Why accessible PDFs matter (compliance, not just kindness)
Accessibility is the right thing to do, but in 2026 it is also frequently a legal obligation:
- United States — Section 508. Section 508 of the Rehabilitation Act requires federal agencies, and in practice their contractors and grantees, to make electronic documents — including PDFs — accessible, and it references WCAG success criteria as the measure.
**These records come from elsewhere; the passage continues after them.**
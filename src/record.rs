//! Typed S-57 records.
//!
//! A data record's coerced fields are turned into one of four record kinds:
//! dataset identification (`DSID` + `DSSI`), dataset parameters (`DSPM`),
//! feature records (`FRID` and friends) and vector (spatial) records (`VRID`
//! and friends). Attribute values stay as text here; their typed coercion
//! happens in the feature builder, which knows the catalog.
//!
//! Vector records reference each other and are referenced by features only
//! through [`VectorId`]s, never through live references. Relationships are
//! resolved by id lookup when features are built.

use crate::coerce::{coerce_field, CoercedField, CoercedValue};
use crate::encoding::LexicalLevel;
use crate::error::Result;
use crate::reader::RawRecord;
use crate::recovery::RecoveryMode;
use crate::schema::schema_for;
use crate::warning::{Severity, WarningCode, WarningCollector};
use serde::{Deserialize, Serialize};
use std::fmt;

/// Record name of the dataset identification record.
pub const RCNM_DSID: u8 = 10;
/// Record name of the dataset parameter record.
pub const RCNM_DSPM: u8 = 20;
/// Record name of feature records.
pub const RCNM_FEATURE: u8 = 100;
/// Record name of isolated nodes.
pub const RCNM_ISOLATED_NODE: u8 = 110;
/// Record name of connected nodes.
pub const RCNM_CONNECTED_NODE: u8 = 120;
/// Record name of edges.
pub const RCNM_EDGE: u8 = 130;
/// Record name of faces.
pub const RCNM_FACE: u8 = 140;

/// Identifier of a vector record: record name plus record id.
#[derive(Debug, Clone, Copy, PartialEq, Eq, Hash, PartialOrd, Ord, Serialize, Deserialize)]
pub struct VectorId {
    /// Record name (110 isolated node, 120 connected node, 130 edge, 140 face)
    pub rcnm: u8,
    /// Record identification number
    pub rcid: u32,
}
//! Data Descriptive Record parsing.
//!
//! The first record of an ISO 8211 file describes every field the data
//! records may carry: field controls, a human-readable name, the subfield
//! labels (array descriptor) and the subfield formats (format controls).
//!
//! S-57 fixes these formats, so decoding always uses the static
//! [`schema`](crate::schema) table. The DDR is kept for inspection and to
//! report fields the table does not know.

use crate::error::Result;
use crate::reader::{RawRecord, FIELD_TERMINATOR, UNIT_TERMINATOR};
use crate::schema::schema_for;
use crate::warning::{Severity, WarningCode, WarningCollector};
use serde::{Deserialize, Serialize};

/// Description of one field in the DDR.
#[derive(Debug, Clone, PartialEq, Eq, Serialize, Deserialize)]
pub struct FieldDescription {
    /// Field tag
    pub tag: String,
    /// Field controls (data structure, data type, ...)
    pub field_controls: String,
    /// Field name
    pub name: String,
    /// Array descriptor, e.g. `*YCOO!XCOO`
    pub array_descriptor: String,
    /// Format controls, e.g. `(b24,b24)`
    pub format_controls: String,
}

/// A parsed data descriptive record.
#[derive(Debug, Clone, Default, PartialEq, Eq, Serialize, Deserialize)]
pub struct DataDescriptiveRecord {
    /// Field descriptions in directory order, the `0000` control field excluded
    pub fields: Vec<FieldDescription>,
}

impl DataDescriptiveRecord {
    /// Parse the DDR.
    ///
    /// Every described tag missing from the static schema is reported once as
    /// an `UNKNOWN_FIELD_TAG` info warning.
    ///
    /// # Errors
    ///
    /// Only returns an error when the collector promotes a warning in strict mode.
    pub fn parse(raw: &RawRecord<'_>, warnings: &mut WarningCollector) -> Result<Self> {
        let control_len = usize::from(raw.leader.field_control_length);
        let mut fields = Vec::with_capacity(raw.directory.len());

        for field in raw.fields() {
            if field.tag == "0000" {
                continue;
            }
            let bytes = field.bytes.strip_suffix(&[FIELD_TERMINATOR]).unwrap_or(field.bytes);
            let split = control_len.min(bytes.len());
            let (controls, rest) = bytes.split_at(split);
            let mut parts = rest.split(|&b| b == UNIT_TERMINATOR);
            let mut next = || {
                parts
                    .next()
                    .map(|p| String::from_utf8_lossy(p).into_owned())
                    .unwrap_or_default()
            };
            let description = FieldDescription {
                tag: field.tag.to_string(),
                field_controls: String::from_utf8_lossy(controls).into_owned(),
                name: next(),
                array_descriptor: next(),
                format_controls: next(),
            };

            match schema_for(field.tag) {
                Some(schema) => {
                    if schema.format_controls() != description.format_controls {
                        tracing::debug!(
                            tag = field.tag,
                            declared = %description.format_controls,
                            "DDR format differs from the S-57 schema, using the schema"
                        );
                    }
                },
                None => warnings.push(
                    Severity::Info,
                    WarningCode::UnknownFieldTag,
                    format!("DDR describes unknown field {}", field.tag),
                )?,
            }
            fields.push(description);
        }

        Ok(DataDescriptiveRecord { fields })
    }

    /// The description of a tag.
    #[must_use]
    pub fn field(&self, tag: &str) -> Option<&FieldDescription> {
        self.fields.iter().find(|f| f.tag == tag)
    }
}

#[cfg(test)]
mod tests {
    use super::*;
    use crate::reader::RecordReader;
    use crate::recovery::RecoveryMode;
    use crate::writer::CellWriter;

    #[test]
    fn test_parse_written_ddr() {
        let mut writer = CellWriter::new();
        writer.push_ddr();
        let bytes = writer.into_bytes();
        let raw = RecordReader::new(&bytes).next().unwrap().unwrap();
        let mut warnings = WarningCollector::new(RecoveryMode::Permissive, 10);
        let ddr = DataDescriptiveRecord::parse(&raw, &mut warnings).unwrap();

        let frid = ddr.field("FRID").unwrap();
        assert_eq!(frid.name, "Feature record identifier field");
        assert_eq!(frid.array_descriptor, "RCNM!RCID!PRIM!GRUP!OBJL!RVER!RUIN");
        assert_eq!(frid.format_controls, "(b11,b14,b11,b11,b12,b12,b11)");
        assert_eq!(frid.field_controls, "1500;&   ");
        assert!(warnings.is_empty());
    }

    #[test]
    fn test_unknown_described_field() {
        let mut writer = CellWriter::new();
        writer.push_record(&[("QQQQ", b"1600;&   Private\x1fA!B\x1f(A,A)".to_vec())]);
        let mut bytes = writer.into_bytes();
        bytes[6] = b'L';
        bytes[10..12].copy_from_slice(b"09");
        let raw = RecordReader::new(&bytes).next().unwrap().unwrap();
        let mut warnings = WarningCollector::new(RecoveryMode::Permissive, 10);
        let ddr = DataDescriptiveRecord::parse(&raw, &mut warnings).unwrap();
        assert_eq!(ddr.fields[0].name, "Private");
        assert_eq!(warnings.count(WarningCode::UnknownFieldTag), 1);
    }
}
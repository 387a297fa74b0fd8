//! Spatial Index over the features of a parsed chart.
//!
//! Two implementations answer the same [`SpatialIndex`] queries:
//!
//! - [`LinearIndex`] scans every entry and is used for small charts
//! - [`RTreeIndex`] is an STR bulk-loaded R-tree for larger ones
//!
//! Both return feature *positions* (indices into the chart's feature list)
//! in ascending order, and both decide point matches with the same
//! predicate, [`within_radius`]. Their results for any query are identical.

mod linear;
mod rtree;

pub use linear::LinearIndex;
pub use rtree::RTreeIndex;

use crate::feature::{Bounds, Coordinate, Feature, FeatureType};
use serde::{Deserialize, Serialize};

/// Mean earth radius in nautical miles.
pub const EARTH_RADIUS_NM: f64 = 3440.065;

/// Which implementation backs an index.
#[derive(Debug, Clone, Copy, PartialEq, Eq, Hash, Serialize, Deserialize)]
#[serde(rename_all = "lowercase")]
pub enum IndexKind {
    /// Full scan
    Linear,
    /// STR bulk-loaded R-tree
    RTree,
}

/// What an index stores per feature.
#[derive(Debug, Clone, Copy, PartialEq)]
pub struct IndexEntry {
    /// Position of the feature in the chart's feature list
    pub position: usize,
    /// Bounding box of the feature
    pub bounds: Bounds,
    /// Object class of the feature
    pub feature_type: FeatureType,
}

impl IndexEntry {
    /// Entries for a feature list, positions in list order.
    #[must_use]
    pub fn from_features(features: &[Feature]) -> Vec<IndexEntry> {
        features
            .iter()
            .enumerate()
            .map(|(position, f)| IndexEntry {
                position,
                bounds: f.bounds,
                feature_type: f.feature_type,
            })
            .collect()
    }

    fn matches_type(&self, types: &[FeatureType]) -> bool {
        types.contains(&self.feature_type)
    }
}

/// Query contract shared by every index implementation.
pub trait SpatialIndex {
    /// Features whose bounds intersect `bounds`.
    fn query_bounds(&self, bounds: &Bounds) -> Vec<usize>;

    /// Features within `radius_nm` nautical miles of `point`.
    fn query_point(&self, point: Coordinate, radius_nm: f64) -> Vec<usize>;

    /// Features of any of `types`, optionally restricted to `bounds`.
    fn query_by_type(&self, types: &[FeatureType], bounds: Option<&Bounds>) -> Vec<usize>;

    /// Number of indexed features.
    fn len(&self) -> usize;

    /// Whether the index is empty.
    fn is_empty(&self) -> bool {
        self.len() == 0
    }

    /// The implementation.
    fn kind(&self) -> IndexKind;
}

/// The index a chart holds, chosen by feature count.
#[derive(Debug, Clone, PartialEq)]
pub enum ChartIndex {
    /// Below the threshold
    Linear(LinearIndex),
    /// At or above the threshold
    RTree(RTreeIndex),
}

impl ChartIndex {
    /// Build a linear index below `threshold` features, an R-tree otherwise.
    #[must_use]
    pub fn build(features: &[Feature], threshold: usize, max_node_entries: usize) -> Self {
        let entries = IndexEntry::from_features(features);
        let index = if entries.len() < threshold {
            ChartIndex::Linear(LinearIndex::new(entries))
        } else {
            ChartIndex::RTree(RTreeIndex::bulk_load(entries, max_node_entries))
        };
        tracing::debug!(kind = ?index.kind(), features = features.len(), "built spatial index");
        index
    }

    fn inner(&self) -> &dyn SpatialIndex {
        match self {
            ChartIndex::Linear(index) => index,
            ChartIndex::RTree(index) => index,
        }
    }
}

impl SpatialIndex for ChartIndex {
    fn query_bounds(&self, bounds: &Bounds) -> Vec<usize> {
        self.inner().query_bounds(bounds)
    }

    fn query_point(&self, point: Coordinate, radius_nm: f64) -> Vec<usize> {
        self.inner().query_point(point, radius_nm)
    }

    fn query_by_type(&self, types: &[FeatureType], bounds: Option<&Bounds>) -> Vec<usize> {
        self.inner().query_by_type(types, bounds)
    }

    fn len(&self) -> usize {
        self.inner().len()
    }

    fn kind(&self) -> IndexKind {
        self.inner().kind()
    }
}

/// Great-circle distance in nautical miles.
#[must_use]
pub fn haversine_nm(a: Coordinate, b: Coordinate) -> f64 {
    let (lat1, lat2) = (a.lat.to_radians(), b.lat.to_radians());
    let dlat = lat2 - lat1;
    let dlon = (b.lon - a.lon).to_radians();
    let h = (dlat / 2.0).sin().powi(2) + lat1.cos() * lat2.cos() * (dlon / 2.0).sin().powi(2);
    2.0 * EARTH_RADIUS_NM * h.max(0.0).sqrt().min(1.0).asin()
}

/// Whether the nearest point of `bounds` lies within `radius_nm` of `point`.
#[must_use]
pub fn within_radius(bounds: &Bounds, point: Coordinate, radius_nm: f64) -> bool {
    haversine_nm(point, bounds.clamp(point)) <= radius_nm
}

/// A rectangle holding every position within `radius_nm` of `point`.
///
/// Near a pole, or when the circle crosses the antimeridian, the window
/// spans every longitude.
#[must_use]
pub fn search_window(point: Coordinate, radius_nm: f64) -> Bounds {
    let angular = radius_nm / EARTH_RADIUS_NM;
    let dlat = angular.to_degrees() * (1.0 + 1e-9) + 1e-9;
    let min_lat = point.lat - dlat;
    let max_lat = point.lat + dlat;
    if min_lat <= -90.0 || max_lat >= 90.0 || angular >= std::f64::consts::FRAC_PI_2 {
        return Bounds::new(min_lat.max(-90.0), -180.0, max_lat.min(90.0), 180.0);
    }

    let ratio = angular.sin() / point.lat.to_radians().cos();
    if ratio >= 1.0 {
        return Bounds::new(min_lat, -180.0, max_lat, 180.0);
    }
    let dlon = ratio.asin().to_degrees() * (1.0 + 1e-9) + 1e-9;
    let (min_lon, max_lon) = (point.lon - dlon, point.lon + dlon);
    if min_lon < -180.0 || max_lon > 180.0 {
        return Bounds::new(min_lat, -180.0, max_lat, 180.0);
    }
    Bounds::new(min_lat, min_lon, max_lat, max_lon)
}

/// Whether a rectangle lies within the valid latitude and longitude ranges.
fn on_globe(bounds: &Bounds) -> bool {
    bounds.min_lat >= -90.0 && bounds.max_lat <= 90.0 && bounds.min_lon >= -180.0 && bounds.max_lon <= 180.0
}

/// Whether a point query can match anything at all.
fn valid_point_query(point: Coordinate, radius_nm: f64) -> bool {
    point.lat.is_finite() && point.lon.is_finite() && radius_nm.is_finite() && radius_nm >= 0.0
}

#[cfg(test)]
mod tests {
    use super::*;

    #[test]
    fn test_haversine_one_degree_of_latitude() {
        let d = haversine_nm(Coordinate::new(0.0, 0.0), Coordinate::new(1.0, 0.0));
        assert!((d - 60.04).abs() < 0.01, "{d}");
        assert!(haversine_nm(Coordinate::new(42.0, -71.0), Coordinate::new(42.0, -71.0)).abs() < 1e-12);
    }

    #[test]
    fn test_within_radius_uses_nearest_edge() {
        let b = Bounds::new(0.0, 0.0, 1.0, 1.0);
        assert!(within_radius(&b, Coordinate::new(0.5, 0.5), 0.0));
        assert!(within_radius(&b, Coordinate::new(1.1, 0.5), 6.1));
        assert!(!within_radius(&b, Coordinate::new(1.1, 0.5), 5.9));
    }

    #[test]
    fn test_search_window_contains_the_circle() {
        let center = Coordinate::new(60.0, 10.0);
        let window = search_window(center, 30.0);
        for bearing in 0..36 {
            let theta = f64::from(bearing * 10).to_radians();
            let angular = 30.0 / EARTH_RADIUS_NM;
            let lat1 = center.lat.to_radians();
            let lat2 = (lat1.sin() * angular.cos() + lat1.cos() * angular.sin() * theta.cos()).asin();
            let lon2 = center.lon.to_radians()
                + (theta.sin() * angular.sin() * lat1.cos()).atan2(angular.cos() - lat1.sin() * lat2.sin());
            let p = Coordinate::new(lat2.to_degrees(), lon2.to_degrees());
            assert!(window.contains_point(p), "{p} outside {window:?}");
        }
    }

    #[test]
    fn test_on_globe() {
        assert!(on_globe(&Bounds::new(-90.0, -180.0, 90.0, 180.0)));
        assert!(!on_globe(&Bounds::new(10.0, 170.0, 10.0, 200.0)));
        assert!(!on_globe(&Bounds::new(-95.0, 0.0, 0.0, 0.0)));
    }

    #[test]
    fn test_search_window_degenerate_cases() {
        let polar = search_window(Coordinate::new(89.9, 0.0), 20.0);
        assert_eq!((polar.min_lon, polar.max_lon), (-180.0, 180.0));
        let dateline = search_window(Coordinate::new(0.0, 179.9), 20.0);
        assert_eq!((dateline.min_lon, dateline.max_lon), (-180.0, 180.0));
    }
}
//! End-to-end tests: synthetic cells through the full parse pipeline.

mod common;

use common::{harbour_cell, CELL};
use s57chart::coerce::CoercedValue;
use s57chart::metadata::{HorizontalDatum, UsageBand};
use s57chart::{
    csv, geojson, parse_chart, parse_charts_parallel, Bounds, ChartError, ChartInput, Coordinate, FeatureQuery,
    GeometryType, IndexKind, ObjectClass, ParseOptions, Usability,
};

fn parse(bytes: &[u8]) -> s57chart::ParsedChart {
    let _ = tracing_subscriber::fmt().with_test_writer().try_init();
    parse_chart(bytes, &[], &ParseOptions::default()).expect("harbour cell parses")
}

#[test]
fn test_harbour_metadata() {
    let chart = parse(&harbour_cell());
    let m = chart.metadata();
    assert_eq!(m.cell_id, CELL);
    assert_eq!(m.edition, 3);
    assert_eq!(m.update_number, 0);
    assert_eq!(m.producer, 550);
    assert_eq!(m.issue_date, "20240101");
    assert_eq!(m.usage_band, UsageBand::Harbour);
    assert_eq!(m.compilation_scale, Some(20_000));
    assert_eq!(m.horizontal_datum, HorizontalDatum::Wgs84);
    assert!((m.comf - 10_000_000.0).abs() < f64::EPSILON);
    assert!((m.somf - 10.0).abs() < f64::EPSILON);
}

#[test]
fn test_harbour_features() {
    let chart = parse(&harbour_cell());
    assert!(chart.warnings().is_empty(), "{:?}", chart.warnings());
    assert_eq!(chart.usability(), Usability::Usable);
    assert_eq!(chart.features().len(), 4);

    let light = chart.feature(42).expect("light");
    assert_eq!(light.feature_type, ObjectClass::Lights);
    assert_eq!(light.geometry_type, GeometryType::Point);
    assert_eq!(light.coordinates, vec![Coordinate::new(42.0, -70.0)]);
    assert_eq!(light.name(), Some("Harbor Light"));
    assert_eq!(
        light.attribute("COLOUR"),
        Some(&CoercedValue::List(vec!["1".to_string()]))
    );
    assert_eq!(light.object_id.map(|id| id.fidn), Some(42));

    let soundings = chart.feature(50).expect("soundings");
    assert!(soundings.is_sounding());
    assert_eq!(soundings.soundings, vec![5.5, 12.0]);

    let coast = chart.feature(60).expect("coastline");
    assert_eq!(coast.geometry_type, GeometryType::Line);
    assert_eq!(coast.coordinates.len(), 3);
}

#[test]
fn test_depth_area_is_descaled() {
    let chart = parse(&harbour_cell());
    let found = chart.find_features(&FeatureQuery::new().types(["DEPARE"]));
    assert_eq!(found.len(), 1);
    let area = found[0];
    assert_eq!(area.record_id, 100);
    assert_eq!(area.geometry_type, GeometryType::Area);
    assert_eq!(area.coordinates.len(), 5);
    assert_eq!(area.coordinates.first(), area.coordinates.last());
    assert_eq!(area.attribute("DRVAL1").and_then(CoercedValue::as_f64), Some(0.5));
    assert_eq!(area.attribute("DRVAL2").and_then(CoercedValue::as_f64), Some(1.5));
    assert_eq!(area.bounds, Bounds::new(42.0, -70.1, 42.1, -70.0));
}

#[test]
fn test_chart_bounds_and_queries() {
    let chart = parse(&harbour_cell());
    assert_eq!(chart.bounds(), Some(Bounds::new(42.0, -70.1, 42.1, -70.0)));

    // 0.5 NM around the light reaches the light, the coastline and the depth area.
    let near: Vec<u32> = chart.query_point(42.0, -70.0, 0.5).iter().map(|f| f.record_id).collect();
    assert_eq!(near, vec![42, 60, 100]);

    let window = Bounds::new(42.04, -70.07, 42.07, -70.04);
    let inside: Vec<u32> = chart.query_bounds(&window).iter().map(|f| f.record_id).collect();
    // The coastline's bounds span the whole square.
    assert_eq!(inside, vec![50, 60, 100]);

    let lights = chart.query_by_type(&[ObjectClass::Lights], None);
    assert_eq!(lights.len(), 1);
    assert!(chart.query_by_type(&[ObjectClass::Lights], Some(&window)).is_empty());

    assert!(chart.find_features(&FeatureQuery::new().types(["NOPE"])).is_empty());
    assert_eq!(chart.find_features(&FeatureQuery::new().text("HARBOR")).len(), 1);
}

#[test]
fn test_summary_counts_classes() {
    let chart = parse(&harbour_cell());
    let summary = chart.summary();
    assert_eq!(summary.len(), 4);
    for class in ["COALNE", "DEPARE", "LIGHTS", "SOUNDG"] {
        assert_eq!(summary.get(class), Some(&1), "{class}");
    }
}

#[test]
fn test_parse_is_idempotent() {
    let bytes = harbour_cell();
    let options = ParseOptions::default();
    let first = parse_chart(&bytes, &[], &options).unwrap();
    let second = parse_chart(&bytes, &[], &options).unwrap();
    assert_eq!(first, second);
}

#[test]
fn test_index_choice_does_not_change_results() {
    let bytes = harbour_cell();
    let linear = parse_chart(&bytes, &[], &ParseOptions::default()).unwrap();
    let rtree = parse_chart(&bytes, &[], &ParseOptions::default().with_index_threshold(0)).unwrap();
    assert_eq!(linear.index_kind(), IndexKind::Linear);
    assert_eq!(rtree.index_kind(), IndexKind::RTree);
    assert_eq!(linear.features(), rtree.features());

    let window = Bounds::new(42.0, -70.05, 42.05, -70.0);
    let ids = |c: &s57chart::ParsedChart| c.query_bounds(&window).iter().map(|f| f.record_id).collect::<Vec<_>>();
    assert_eq!(ids(&linear), ids(&rtree));
    let near = |c: &s57chart::ParsedChart| {
        c.query_point(42.05, -70.05, 2.0).iter().map(|f| f.record_id).collect::<Vec<_>>()
    };
    assert_eq!(near(&linear), near(&rtree));
}

#[test]
fn test_grid_switches_to_rtree() {
    let chart = parse(&common::grid_cell(400));
    assert_eq!(chart.features().len(), 400);
    assert_eq!(chart.index_kind(), IndexKind::RTree);
    let lights = chart.find_features(&FeatureQuery::new().types(["LIGHTS"]));
    assert_eq!(lights.len(), 134);
}

#[test]
fn test_empty_and_garbage_input() {
    let options = ParseOptions::default();
    assert!(matches!(
        parse_chart(&[], &[], &options),
        Err(ChartError::MissingDatasetIdentity(_))
    ));
    assert!(matches!(
        parse_chart(b"this is not an ISO 8211 file at all", &[], &options),
        Err(ChartError::UnreadableFirstRecord(_))
    ));
}

#[test]
fn test_geojson_export() {
    let chart = parse(&harbour_cell());
    let value = geojson::to_geojson(&chart);
    assert_eq!(value["type"], "FeatureCollection");
    assert_eq!(value["features"].as_array().map(Vec::len), Some(4));
    assert_eq!(value["bbox"], serde_json::json!([-70.1, 42.0, -70.0, 42.1]));

    let text = geojson::to_geojson_string(&chart).unwrap();
    let parsed: serde_json::Value = serde_json::from_str(&text).unwrap();
    assert_eq!(parsed, value);
    let area = parsed["features"]
        .as_array()
        .and_then(|fs| fs.iter().find(|f| f["id"] == 100))
        .unwrap();
    assert_eq!(area["geometry"]["type"], "Polygon");
    assert_eq!(area["properties"]["DRVAL2"], 1.5);
}

#[test]
fn test_csv_export() {
    let chart = parse(&harbour_cell());
    let text = csv::features_to_csv(chart.features()).unwrap();
    let lines: Vec<&str> = text.lines().collect();
    assert_eq!(lines.len(), 5);
    assert!(lines[0].starts_with("record_id,type,geometry"));
    assert!(lines.iter().any(|l| l.starts_with("100,DEPARE,area,5,")));
}

#[test]
fn test_csv_export_to_file() {
    let chart = parse(&harbour_cell());
    let file = tempfile::NamedTempFile::new().unwrap();
    csv::write_features(chart.features(), file.as_file()).unwrap();
    let text = std::fs::read_to_string(file.path()).unwrap();
    assert_eq!(text, csv::features_to_csv(chart.features()).unwrap());
}

#[test]
fn test_parallel_matches_sequential() {
    let a = harbour_cell();
    let b = common::grid_cell(50);
    let inputs = [ChartInput::new(&a), ChartInput::new(&b)];
    let options = ParseOptions::default();
    let results = parse_charts_parallel(&inputs, &options);
    assert_eq!(results.len(), 2);
    assert_eq!(results[0].as_ref().unwrap(), &parse_chart(&a, &[], &options).unwrap());
    assert_eq!(results[1].as_ref().unwrap().features().len(), 50);
}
- United States — ADA. Courts have applied the Americans with Disabilities Act to digital content for many organizations serving the public, and inaccessible documents have appeared in accessibility complaints and litigation.
- EU — European Accessibility Act and EN 301 549. These impose comparable obligations across public-sector and a growing range of private-sector bodies.
The exact scope depends on your country, sector, and audience, so treat this as orientation rather than legal advice. But if you are a government body, a contractor, a school or university, a healthcare provider, or a public-facing business, accessible PDFs are an expectation to plan for — and PDF/UA plus WCAG AA are the targets to aim at.
PDF/UA vs. WCAG — how the two standards fit together
These two get conflated, so to be precise:
- WCAG is the broad, technology-neutral standard, organized around four principles — content must be Perceivable, Operable, Understandable, and Robust — with testable success criteria at levels A, AA, and AAA. It was written for the web but applies to all digital content; most laws reference its AA level.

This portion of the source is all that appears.